Exercise goal:
Go through the entries below and copy each line containing the word "Clone".

Records supplied:
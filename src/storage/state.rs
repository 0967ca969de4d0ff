//! FarmLink state store
//!
//! Typed access to the three persisted slots:
//! - user: the signed-in shopper, or absent
//! - cart: ordered cart items
//! - orders: order history, newest first
//!
//! Each slot is serialized and deserialized as one JSON document on every
//! access. A slot that is missing, unreadable or does not parse as its record
//! type reads as absent (empty for collections); the failure is logged and
//! never returned to the caller. Within the cart and order slots an entry
//! that does not decode is skipped on its own, so the rest of the list
//! survives the next write.

use crate::storage::backend::KeyValueStore;
use crate::storage::error::StorageResult;
use crate::storage::types::{CartItem, Order, User};
use serde::de::DeserializeOwned;
use serde::Serialize;

/// A named slot in the backing store
#[derive(Debug, Clone, Copy, PartialEq, Eq, Hash)]
pub enum Slot {
    User,
    Cart,
    Orders,
}

impl Slot {
    /// Key the slot is persisted under
    pub fn key(&self) -> &'static str {
        match self {
            Slot::User => "farmLinkUser",
            Slot::Cart => "farmLinkCart",
            Slot::Orders => "farmLinkOrders",
        }
    }
}

impl std::fmt::Display for Slot {
    fn fmt(&self, f: &mut std::fmt::Formatter<'_>) -> std::fmt::Result {
        f.write_str(self.key())
    }
}

/// Typed view over a key-value backend
#[derive(Debug, Clone)]
pub struct StateStore<B> {
    backend: B,
}

impl<B: KeyValueStore> StateStore<B> {
    pub fn new(backend: B) -> Self {
        Self { backend }
    }

    pub fn backend(&self) -> &B {
        &self.backend
    }

    /// Read and decode a slot; any failure reads as absent
    fn read<T: DeserializeOwned>(&self, slot: Slot) -> Option<T> {
        let raw = match self.backend.get_item(slot.key()) {
            Ok(Some(raw)) => raw,
            Ok(None) => return None,
            Err(e) => {
                tracing::warn!("Failed to read slot {}: {}", slot, e);
                return None;
            }
        };

        match serde_json::from_str(&raw) {
            Ok(value) => Some(value),
            Err(e) => {
                tracing::warn!("Ignoring malformed slot {}: {}", slot, e);
                None
            }
        }
    }

    /// Read a list slot, decoding each entry separately
    fn read_list<T: DeserializeOwned>(&self, slot: Slot) -> Vec<T> {
        let entries: Vec<serde_json::Value> = self.read(slot).unwrap_or_default();
        entries
            .into_iter()
            .enumerate()
            .filter_map(|(index, entry)| match serde_json::from_value(entry) {
                Ok(value) => Some(value),
                Err(e) => {
                    tracing::warn!("Skipping unreadable entry {} in slot {}: {}", index, slot, e);
                    None
                }
            })
            .collect()
    }

    fn write<T: Serialize + ?Sized>(&mut self, slot: Slot, value: &T) -> StorageResult<()> {
        let raw = serde_json::to_string(value)?;
        self.backend.set_item(slot.key(), &raw)?;
        tracing::debug!("Wrote slot {} ({} bytes)", slot, raw.len());
        Ok(())
    }

    /// Current user, if one is signed in
    pub fn get_user(&self) -> Option<User> {
        self.read(Slot::User)
    }

    /// Replace the current user
    pub fn set_user(&mut self, user: &User) -> StorageResult<()> {
        self.write(Slot::User, user)
    }

    /// Clear the user slot; clearing an empty slot is a no-op
    pub fn logout(&mut self) -> StorageResult<()> {
        self.backend.remove_item(Slot::User.key())
    }

    /// Cart contents in insertion order
    pub fn get_cart(&self) -> Vec<CartItem> {
        self.read_list(Slot::Cart)
    }

    /// Replace the cart wholesale
    pub fn save_cart(&mut self, cart: &[CartItem]) -> StorageResult<()> {
        self.write(Slot::Cart, cart)
    }

    /// Order history, newest first
    pub fn get_orders(&self) -> Vec<Order> {
        self.read_list(Slot::Orders)
    }

    /// Replace the order history wholesale
    pub fn save_orders(&mut self, orders: &[Order]) -> StorageResult<()> {
        self.write(Slot::Orders, orders)
    }
}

Answer below:
#[derive(Debug, Clone, Copy, PartialEq, Eq, Hash)]
#[derive(Debug, Clone)]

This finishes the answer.